─── Data supplied ───

//! `PostgresKeyStore`: the `KeyStore` trait backed by `sqlx`, mirroring the
//! schema this crate's record store was originally built against — scalar
//! columns plus a `JSONB` endpoints column, keyed by `key_value`.
//!
//! Each operation runs inside its own transaction with `SELECT ... FOR
//! UPDATE`, which keeps the compound reads and the counter-plus-expiry
//! write atomic per §5 without needing [`super::memory::MemoryKeyStore`]'s
//! application-level mutex (the alternative §9 explicitly allows).

use std::collections::BTreeMap;

use async_trait::async_trait;
use proxy_core::method::Method;
use proxy_core::types::{Endpoint, InitiateExpire};
use proxy_core::{algebra, expiry, CoreError, KeyRecord};
use sqlx::postgres::PgPoolOptions;
use sqlx::{PgPool, Row};

use super::{CounterView, KeyStore, MethodView, PutView};

const CREATE_TABLE_SQL: &str = r"
CREATE TABLE IF NOT EXISTS keys (
    key_value TEXT PRIMARY KEY,
    can_create_child BOOLEAN NOT NULL,
    endpoints JSONB NOT NULL,
    initiate_expire TEXT NOT NULL,
    expire_delta BIGINT NOT NULL,
    expire_started BOOLEAN NOT NULL,
    expire_start_time BIGINT NOT NULL
)";

pub struct PostgresKeyStore {
    pool: PgPool,
}

impl PostgresKeyStore {
    /// Connects and ensures the `keys` table exists.
    pub async fn connect(database_url: &str) -> anyhow::Result<Self> {
        let pool = PgPoolOptions::new().max_connections(10).connect(database_url).await?;
        sqlx::query(CREATE_TABLE_SQL).execute(&pool).await?;
        Ok(Self { pool })
    }
}

fn internal(err: sqlx::Error) -> CoreError {
    CoreError::Internal(err.to_string())
}

fn decode_row(
    key_value: String,
    can_create_child: bool,
    endpoints: serde_json::Value,
    initiate_expire: String,
    expire_delta: i64,
    expire_started: bool,
    expire_start_time: i64,
) -> Result<KeyRecord, CoreError> {
    let endpoints: BTreeMap<String, Endpoint> =
        serde_json::from_value(endpoints).map_err(|e| CoreError::Internal(format!("decoding endpoints: {e}")))?;
    let initiate_expire = InitiateExpire::from_str_name(&initiate_expire)
        .ok_or_else(|| CoreError::Internal(format!("unknown initiate_expire column value {initiate_expire}")))?;
    Ok(KeyRecord { key_value, can_create_child, endpoints, initiate_expire, expire_delta, expire_started, expire_start_time })
}

async fn fetch_for_update(tx: &mut sqlx::Transaction<'_, sqlx::Postgres>, key_value: &str) -> Result<KeyRecord, CoreError> {
    let row = sqlx::query("SELECT key_value, can_create_child, endpoints, initiate_expire, expire_delta, expire_started, expire_start_time FROM keys WHERE key_value = $1 FOR UPDATE")
        .bind(key_value)
        .fetch_optional(&mut **tx)
        .await
        .map_err(internal)?
        .ok_or(CoreError::NotFound)?;

    decode_row(
        row.try_get("key_value").map_err(internal)?,
        row.try_get("can_create_child").map_err(internal)?,
        row.try_get("endpoints").map_err(internal)?,
        row.try_get("initiate_expire").map_err(internal)?,
        row.try_get("expire_delta").map_err(internal)?,
        row.try_get("expire_started").map_err(internal)?,
        row.try_get("expire_start_time").map_err(internal)?,
    )
}

/// Fetches the live record inside `tx`, deleting and returning
/// `KeyExpired` if it has lapsed as of `now_millis`. Every read/write below
/// funnels through this so expiry is evaluated on every access.
async fn live_record(tx: &mut sqlx::Transaction<'_, sqlx::Postgres>, key_value: &str, now_millis: i64) -> Result<KeyRecord, CoreError> {
    let record = fetch_for_update(tx, key_value).await?;
    if record.is_expired_at(now_millis) {
        sqlx::query("DELETE FROM keys WHERE key_value = $1").bind(key_value).execute(&mut **tx).await.map_err(internal)?;
        return Err(CoreError::KeyExpired);
    }
    Ok(record)
}

#[async_trait]
impl KeyStore for PostgresKeyStore {
    async fn insert(&self, record: KeyRecord) -> Result<(), CoreError> {
        let endpoints_json = serde_json::to_value(&record.endpoints).map_err(|e| CoreError::Internal(e.to_string()))?;
        let result = sqlx::query(
            "INSERT INTO keys (key_value, can_create_child, endpoints, initiate_expire, expire_delta, expire_started, expire_start_time) VALUES ($1, $2, $3, $4, $5, $6, $7)",
        )
        .bind(&record.key_value)
        .bind(record.can_create_child)
        .bind(endpoints_json)
        .bind(record.initiate_expire.as_str())
        .bind(record.expire_delta)
        .bind(record.expire_started)
        .bind(record.expire_start_time)
        .execute(&self.pool)
        .await;

        match result {
            Ok(_) => Ok(()),
            Err(sqlx::Error::Database(db_err)) if db_err.code().as_deref() == Some("23505") => Err(CoreError::DuplicateKey),
            Err(e) => Err(internal(e)),
        }
    }

    async fn get(&self, key_value: &str, now_millis: i64) -> Result<KeyRecord, CoreError> {
        let mut tx = self.pool.begin().await.map_err(internal)?;
        let record = live_record(&mut tx, key_value, now_millis).await?;
        tx.commit().await.map_err(internal)?;
        Ok(record)
    }

    async fn delete(&self, key_value: &str) {
        let _ = sqlx::query("DELETE FROM keys WHERE key_value = $1").bind(key_value).execute(&self.pool).await;
    }

    async fn read_endpoint_method(&self, key_value: &str, endpoint_name: &str, method: Method, now_millis: i64) -> Result<MethodView, CoreError> {
        let mut tx = self.pool.begin().await.map_err(internal)?;
        let record = live_record(&mut tx, key_value, now_millis).await?;
        tx.commit().await.map_err(internal)?;
        let endpoint = record.endpoints.get(endpoint_name).ok_or(CoreError::Unauthorized)?;
        let permitted = algebra::permission_flag(endpoint, method).unwrap_or(false);
        Ok(MethodView { path: endpoint.path.clone(), permitted })
    }

    async fn read_put_view(&self, key_value: &str, endpoint_name: &str, now_millis: i64) -> Result<PutView, CoreError> {
        let mut tx = self.pool.begin().await.map_err(internal)?;
        let record = live_record(&mut tx, key_value, now_millis).await?;
        tx.commit().await.map_err(internal)?;
        let endpoint = record.endpoints.get(endpoint_name).ok_or(CoreError::Unauthorized)?;
        Ok(PutView {
            path: endpoint.path.clone(),
            permitted: endpoint.put,
            put_count: endpoint.put_count,
            max_put: endpoint.max_put,
            put_types: endpoint.put_types.clone(),
            max_put_size: endpoint.max_put_size,
        })
    }

    async fn read_mkcol_view(&self, key_value: &str, endpoint_name: &str, now_millis: i64) -> Result<CounterView, CoreError> {
        let mut tx = self.pool.begin().await.map_err(internal)?;
        let record = live_record(&mut tx, key_value, now_millis).await?;
        tx.commit().await.map_err(internal)?;
        let endpoint = record.endpoints.get(endpoint_name).ok_or(CoreError::Unauthorized)?;
        Ok(CounterView { path: endpoint.path.clone(), permitted: endpoint.mkcol, count: endpoint.mkcol_count, max: endpoint.max_mkcol })
    }

    async fn read_get_view(&self, key_value: &str, endpoint_name: &str, now_millis: i64) -> Result<CounterView, CoreError> {
        let mut tx = self.pool.begin().await.map_err(internal)?;
        let record = live_record(&mut tx, key_value, now_millis).await?;
        tx.commit().await.map_err(internal)?;
        let endpoint = record.endpoints.get(endpoint_name).ok_or(CoreError::Unauthorized)?;
        Ok(CounterView { path: endpoint.path.clone(), permitted: endpoint.get, count: endpoint.get_count, max: endpoint.max_get })
    }

    async fn increment_counter(&self, key_value: &str, endpoint_name: &str, method: Method, now_millis: i64) -> Result<(), CoreError> {
        let mut tx = self.pool.begin().await.map_err(internal)?;
        let mut record = live_record(&mut tx, key_value, now_millis).await?;

        let should_start = expiry::should_start_on_method(record.initiate_expire, method, record.expire_started);
        if should_start {
            record.expire_started = true;
            record.expire_start_time = now_millis;
        }

        {
            let endpoint = record.endpoints.get_mut(endpoint_name).ok_or(CoreError::Unauthorized)?;
            match method {
                Method::Put => endpoint.put_count += 1,
                Method::Get => endpoint.get_count += 1,
                Method::Mkcol => endpoint.mkcol_count += 1,
                other => return Err(CoreError::Internal(format!("increment_counter called for non-counted method {other}"))),
            }
        }

        let endpoints_json = serde_json::to_value(&record.endpoints).map_err(|e| CoreError::Internal(e.to_string()))?;
        sqlx::query("UPDATE keys SET endpoints = $1, expire_started = $2, expire_start_time = $3 WHERE key_value = $4")
            .bind(endpoints_json)
            .bind(record.expire_started)
            .bind(record.expire_start_time)
            .bind(key_value)
            .execute(&mut *tx)
            .await
            .map_err(internal)?;

        tx.commit().await.map_err(internal)?;
        Ok(())
    }

    async fn scan(&self, now_millis: i64) -> Vec<KeyRecord> {
        let rows = sqlx::query("SELECT key_value, can_create_child, endpoints, initiate_expire, expire_delta, expire_started, expire_start_time FROM keys")
            .fetch_all(&self.pool)
            .await
            .unwrap_or_default();

        rows.into_iter()
            .filter_map(|row| {
                decode_row(
                    row.try_get("key_value").ok()?,
                    row.try_get("can_create_child").ok()?,
                    row.try_get("endpoints").ok()?,
                    row.try_get("initiate_expire").ok()?,
                    row.try_get("expire_delta").ok()?,
                    row.try_get("expire_started").ok()?,
                    row.try_get("expire_start_time").ok()?,
                )
                .ok()
            })
            .filter(|record: &KeyRecord| !record.is_expired_at(now_millis))
            .collect()
    }

    async fn sweep_expired(&self, now_millis: i64) -> usize {
        let records = self.scan(i64::MIN).await;
        let expired: Vec<String> = records.into_iter().filter(|r| r.is_expired_at(now_millis)).map(|r| r.key_value).collect();
        if expired.is_empty() {
            return 0;
        }
        let removed = sqlx::query("DELETE FROM keys WHERE key_value = ANY($1)")
            .bind(&expired)
            .execute(&self.pool)
            .await
            .map(|res| res.rows_affected())
            .unwrap_or(0);
        removed as usize
    }
}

───

Your objective: From the data, report how many lines hold "BIGINT", leaving out any other words.

Answer area: 2